Practice aseptic technique while handling cells.

Lyse the cell suspension.

Time and intensity for sonication will vary between different instruments, so some optimization is required.

Spin down the suspension to pellet insoluble contents.

Keep the supernatant in place in a fresh tube on ice.

This supernatant is now your lysate.

Determine the protein concentration of your lysate using a Bradford or BCA assay.

If the protein concentration at this stage is low, and your protein resides in the nucleus or mitochondria, you could consider fractionating your original sample to produce a more concentrated lysate.

We offer cell fractionation kits for this purpose, ab109719 and ab288085.

Aliquot the lysate into several tubes.

Leave enough space to add adequate loading buffer.

Dilute the aliquots in loading buffer.

Diluting lysates in loading buffer prior to storage in the freezer makes them more stable.

Store samples at -80°C until ready for use.

Materials required

Steps

Prepare a lysis buffer according to the manufacturer’s instructions.

Keep samples, buffers and equipment on ice throughout the process.

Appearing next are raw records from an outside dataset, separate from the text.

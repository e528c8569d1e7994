//! Runtime for executing game sessions
//!
//! Each session gets a `GameRuntime` that applies events through the pure
//! transition function and executes the resulting effects: provider calls
//! are fed back as events until the session is quiescent, finished games
//! are folded into the shared `StatsTracker`.

pub mod traits;

#[cfg(test)]
pub mod testing;

pub use traits::*;

use crate::game::{
    apply_outcome, transition, Difficulty, Effect, Event, Outcome, Session, Stats,
    TransitionError,
};
use crate::question::{ProviderError, QuestionReply, QuestionRequest};
use std::collections::{HashMap, VecDeque};
use std::sync::{Arc, Mutex, MutexGuard, PoisonError};
use std::time::{Duration, Instant};
use tokio::sync::RwLock;

/// Drives one game session
pub struct GameRuntime {
    id: String,
    /// Only ever locked for the duration of a transition
    session: Mutex<Session>,
    last_active: Mutex<Instant>,
    provider: Arc<dyn QuestionProvider>,
    stats: Arc<StatsTracker>,
    provider_timeout: Option<Duration>,
}

impl GameRuntime {
    pub fn new(
        id: impl Into<String>,
        difficulty: Difficulty,
        provider: Arc<dyn QuestionProvider>,
        stats: Arc<StatsTracker>,
    ) -> Self {
        Self {
            id: id.into(),
            session: Mutex::new(Session::idle(difficulty)),
            last_active: Mutex::new(Instant::now()),
            provider,
            stats,
            provider_timeout: None,
        }
    }

    /// Fail provider calls that take longer than `timeout`
    #[must_use]
    pub fn with_provider_timeout(mut self, timeout: Option<Duration>) -> Self {
        self.provider_timeout = timeout;
        self
    }

    pub fn id(&self) -> &str {
        &self.id
    }

    /// Current session state
    pub fn snapshot(&self) -> Session {
        self.lock().clone()
    }

    /// Time since the session last received an event or lookup
    pub fn idle_for(&self) -> Duration {
        self.last_active
            .lock()
            .unwrap_or_else(PoisonError::into_inner)
            .elapsed()
    }

    fn touch(&self) {
        *self.last_active.lock().unwrap_or_else(PoisonError::into_inner) = Instant::now();
    }

    fn lock(&self) -> MutexGuard<'_, Session> {
        // Transitions are pure, a panic mid-update cannot leave a torn session
        self.session.lock().unwrap_or_else(PoisonError::into_inner)
    }

    /// Apply a user intent and run its effects to completion.
    ///
    /// The effects run on a spawned task so a dropped caller cannot strand
    /// the session with an outstanding request.
    pub async fn dispatch(self: &Arc<Self>, event: Event) -> Result<Session, TransitionError> {
        let effects = self.apply(event)?;
        if !effects.is_empty() {
            let runtime = Arc::clone(self);
            if let Err(e) = tokio::spawn(async move { runtime.drain(effects).await }).await {
                tracing::error!(session_id = %self.id, error = %e, "Effect task failed");
                self.release_pending(&e.to_string());
            }
        }
        Ok(self.snapshot())
    }

    /// Fail an outstanding request whose task died before reporting back
    fn release_pending(&self, reason: &str) {
        if !self.snapshot().is_busy() {
            return;
        }
        let error = ProviderError::transport("The question request was interrupted")
            .with_details(reason);
        if let Err(e) = self.apply(Event::ProviderFailed { error }) {
            tracing::error!(session_id = %self.id, error = %e, "Could not release session");
        }
    }

    fn apply(&self, event: Event) -> Result<Vec<Effect>, TransitionError> {
        self.touch();
        let name = event.name();
        let mut session = self.lock();

        let result = transition(&session, event).inspect_err(|e| {
            tracing::info!(session_id = %self.id, event = name, error = %e, "Event rejected");
        })?;

        if result.new_state.status != session.status {
            tracing::info!(
                session_id = %self.id,
                event = name,
                from = %session.status,
                to = %result.new_state.status,
                questions = result.new_state.history.len(),
                finished = result.new_state.status.is_terminal(),
                "Game status changed"
            );
        } else {
            tracing::debug!(session_id = %self.id, event = name, "Event applied");
        }

        *session = result.new_state;
        Ok(result.effects)
    }

    async fn drain(&self, effects: Vec<Effect>) {
        let mut queue = VecDeque::from(effects);
        while let Some(effect) = queue.pop_front() {
            let Some(event) = self.execute_effect(effect).await else {
                continue;
            };
            match self.apply(event) {
                Ok(effects) => queue.extend(effects),
                Err(e) => {
                    tracing::error!(session_id = %self.id, error = %e, "Provider outcome rejected");
                }
            }
        }
    }

    async fn execute_effect(&self, effect: Effect) -> Option<Event> {
        match effect {
            Effect::RequestQuestion { request } => match self.ask(&request).await {
                Ok(reply) => {
                    tracing::debug!(
                        session_id = %self.id,
                        is_guess = reply.is_guess,
                        answered = request.history.len(),
                        "Question received"
                    );
                    Some(Event::QuestionReceived { reply })
                }
                Err(error) => {
                    tracing::warn!(
                        session_id = %self.id,
                        kind = ?error.kind,
                        error = %error,
                        details = ?error.details,
                        "Question provider failed"
                    );
                    Some(Event::ProviderFailed { error })
                }
            },
            Effect::RecordOutcome {
                outcome,
                question_count,
            } => {
                self.stats.record(outcome, question_count).await;
                None
            }
        }
    }

    async fn ask(&self, request: &QuestionRequest) -> Result<QuestionReply, ProviderError> {
        match self.provider_timeout {
            Some(limit) => tokio::time::timeout(limit, self.provider.ask(request))
                .await
                .unwrap_or_else(|_| {
                    Err(ProviderError::transport(format!(
                        "No reply from the question provider within {}s",
                        limit.as_secs_f32()
                    )))
                }),
            None => self.provider.ask(request).await,
        }
    }
}

/// Process-wide Stats with write-through persistence
pub struct StatsTracker {
    current: tokio::sync::Mutex<Stats>,
    store: Arc<dyn StatsStore>,
}

impl StatsTracker {
    pub fn new(initial: Stats, store: Arc<dyn StatsStore>) -> Self {
        Self {
            current: tokio::sync::Mutex::new(initial),
            store,
        }
    }

    /// Load the persisted record, starting from zero if it cannot be read
    pub async fn load(store: Arc<dyn StatsStore>) -> Self {
        let initial = match store.load().await {
            Ok(stats) => stats,
            Err(e) => {
                tracing::warn!(error = %e, "Failed to load stats, starting from zero");
                Stats::default()
            }
        };
        Self::new(initial, store)
    }

    /// Fold a finished game in and persist the result
    pub async fn record(&self, outcome: Outcome, question_count: usize) -> Stats {
        let mut current = self.current.lock().await;
        let updated = apply_outcome(&current, outcome, question_count);
        *current = updated;

        if let Err(e) = self.store.save(&updated).await {
            tracing::error!(error = %e, "Failed to persist stats");
        }
        tracing::info!(
            ?outcome,
            question_count,
            games_played = updated.games_played,
            games_won = updated.games_won,
            "Recorded game outcome"
        );
        updated
    }

    pub async fn current(&self) -> Stats {
        *self.current.lock().await
    }
}

/// Manager for all live game sessions
pub struct RuntimeManager {
    provider: Arc<dyn QuestionProvider>,
    stats: Arc<StatsTracker>,
    provider_timeout: Option<Duration>,
    session_ttl: Duration,
    runtimes: RwLock<HashMap<String, Arc<GameRuntime>>>,
}

impl RuntimeManager {
    pub fn new(provider: Arc<dyn QuestionProvider>, stats: Arc<StatsTracker>) -> Self {
        Self {
            provider,
            stats,
            provider_timeout: None,
            session_ttl: Duration::from_secs(60 * 60),
            runtimes: RwLock::new(HashMap::new()),
        }
    }

    #[must_use]
    pub fn with_provider_timeout(mut self, timeout: Option<Duration>) -> Self {
        self.provider_timeout = timeout;
        self
    }

    /// Drop sessions left idle for longer than `ttl`
    #[must_use]
    pub fn with_session_ttl(mut self, ttl: Duration) -> Self {
        self.session_ttl = ttl;
        self
    }

    /// The provider shared by every session
    pub fn provider(&self) -> &Arc<dyn QuestionProvider> {
        &self.provider
    }

    pub fn stats(&self) -> &Arc<StatsTracker> {
        &self.stats
    }

    /// Create an idle session
    pub async fn create(&self, difficulty: Difficulty) -> Arc<GameRuntime> {
        self.evict_idle().await;
        let id = uuid::Uuid::new_v4().to_string();
        let runtime = Arc::new(
            GameRuntime::new(
                id.clone(),
                difficulty,
                Arc::clone(&self.provider),
                Arc::clone(&self.stats),
            )
            .with_provider_timeout(self.provider_timeout),
        );
        self.runtimes.write().await.insert(id.clone(), Arc::clone(&runtime));
        tracing::info!(session_id = %id, %difficulty, "Created session");
        runtime
    }

    pub async fn get(&self, id: &str) -> Option<Arc<GameRuntime>> {
        let runtime = self.runtimes.read().await.get(id).cloned()?;
        runtime.touch();
        Some(runtime)
    }

    /// Drop a session; an in-flight provider call finishes on its own task
    pub async fn remove(&self, id: &str) -> bool {
        let removed = self.runtimes.write().await.remove(id).is_some();
        if removed {
            tracing::info!(session_id = %id, "Removed session");
        }
        removed
    }

    /// Remove sessions idle past the TTL. Sessions waiting on the provider
    /// are kept.
    pub async fn evict_idle(&self) -> usize {
        let mut runtimes = self.runtimes.write().await;
        let before = runtimes.len();
        runtimes.retain(|_, runtime| {
            runtime.idle_for() <= self.session_ttl || runtime.snapshot().is_busy()
        });
        let evicted = before - runtimes.len();
        if evicted > 0 {
            tracing::info!(evicted, remaining = runtimes.len(), "Evicted idle sessions");
        }
        evicted
    }

    #[allow(dead_code)] // Used in tests
    pub async fn session_count(&self) -> usize {
        self.runtimes.read().await.len()
    }
}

Dissect the tissue with clean tools on ice.

Do this as quickly as possible to prevent degradation by proteases.

Place dissected tissue and lysis buffer in tubes loaded with glass beads.

If not homogenizing the tissue samples immediately, snap freeze in liquid nitrogen and store at -80°C.

Lyse the tissue suspension using an automated homogenizer.

You may need to pause homogenization for 1 min halfway through to avoid overheating the samples.

Spin down the suspension to pellet insoluble contents.

Keep the supernatant in place in a fresh tube on ice.

Determine the protein concentration of lysate using a Bradford or BCA assay.

If the protein concentration at this stage is low, and your protein resides in the nucleus or mitochondria, you could consider fractionating your original sample to produce a more concentrated lysate.

We offer cell fractionation kits for this purpose.

Aliquot the lysate into several tubes.

Leave enough space to add adequate loading buffer.

Dilute the aliquots in loading buffer.

Diluting lysates in loading buffer prior to storage in the freezer makes them more stable.

Store samples at -80°C until ready for use.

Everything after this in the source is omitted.